Oklahoma Center for the Advancement of Science and Technology
- Great Seal of Oklahoma

Agency overview
- Formed: 1987
- Headquarters: 755 Research Parkway Oklahoma City, Oklahoma
- Employees: 15
- Annual budget: $13.4 million
- Agency executives: Oklahoma Secretary of Science and Technology; C. Michael Carolina, Executive Director;
- Website: Oklahoma Center for the Advancement of Science and Technology

= Oklahoma Center for the Advancement of Science and Technology =

The Oklahoma Center for the Advancement of Science and Technology (OCAST) is the agency of the government of Oklahoma that is responsible for technology-based economic development. Under the supervision of the Oklahoma Secretary of Science and Innovation, OCAST is responsible for fostering innovation in existing and developing business by supporting basic and applied research. The center is led by 21-member Board of Directors, each either appointed by the Governor of Oklahoma, with the approval of the Oklahoma Senate, or ex officio members.

The current Cabinet Secretary is Kayse Shrum, who was appointed by Governor Kevin Stitt in March 2019. Under the Secretary's supervision, the center's executive director is responsible for the day-to-day administration of the Center's programs.

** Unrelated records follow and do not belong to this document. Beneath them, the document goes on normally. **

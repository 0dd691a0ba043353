// 查询优化
//
// - planner: 计划节点与启发式重写规划器
// - optimizer: 代价模型、模式匹配、规则以及基于备忘录的代价规划器

pub mod optimizer;
pub mod planner;
//! 统计信息
//!
//! 默认代价模型使用的最小统计集合：表行数和几个默认选择率。
//! 真实系统由外部元数据组件提供更完整的估算。

use std::collections::HashMap;

/// 表级统计信息
#[derive(Debug, Clone)]
pub struct Statistics {
    table_rows: HashMap<String, f64>,
    /// 未登记的表使用的默认行数
    pub default_table_rows: f64,
    /// 过滤条件的默认选择率
    pub filter_selectivity: f64,
    /// 连接条件的默认选择率
    pub join_selectivity: f64,
    /// 分组后行数与输入行数之比
    pub group_ratio: f64,
}

impl Default for Statistics {
    fn default() -> Self {
        Self {
            table_rows: HashMap::new(),
            default_table_rows: 100.0,
            filter_selectivity: 0.25,
            join_selectivity: 0.1,
            group_ratio: 0.1,
        }
    }
}

impl Statistics {
    pub fn new() -> Self {
        Self::default()
    }

    pub fn with_table(mut self, table: impl Into<String>, rows: f64) -> Self {
        self.set_table_rows(table, rows);
        self
    }

    pub fn set_table_rows(&mut self, table: impl Into<String>, rows: f64) {
        self.table_rows.insert(table.into(), rows);
    }

    pub fn table_rows(&self, table: &str) -> f64 {
        self.table_rows
            .get(table)
            .copied()
            .unwrap_or(self.default_table_rows)
    }

    pub fn has_table(&self, table: &str) -> bool {
        self.table_rows.contains_key(table)
    }
}
//! 重写结果定义

use crate::query::planner::plan::PlanRef;

/// 一次启发式重写的结果
#[derive(Debug, Clone)]
pub struct RewriteOutcome {
    /// 重写后的计划树
    pub plan: PlanRef,
    /// 实际发生的变换次数
    pub transformations: usize,
    /// 遍历重写图的总轮数
    pub passes: usize,
    /// 为 false 表示达到变换次数上限后提前停止
    pub converged: bool,
}

impl RewriteOutcome {
    /// 是否改变了输入计划
    pub fn changed(&self) -> bool {
        self.transformations > 0
    }
}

The center was created in 1987 during the term of Governor Henry Bellmon.

==Leadership==
The center is overseen by the Oklahoma Secretary of Science and Innovation.

===Board of directors===

OCAST is governed by the Oklahoma Science and Technology Research and Development (OSTRaD) Board of Directors (Title 74, Section 5060.6). This 9-member board of directors consists of the State Secretary of Science and Innovation as the OSTRaD board chair with four members appointed by the governor and two each by the state senate and house.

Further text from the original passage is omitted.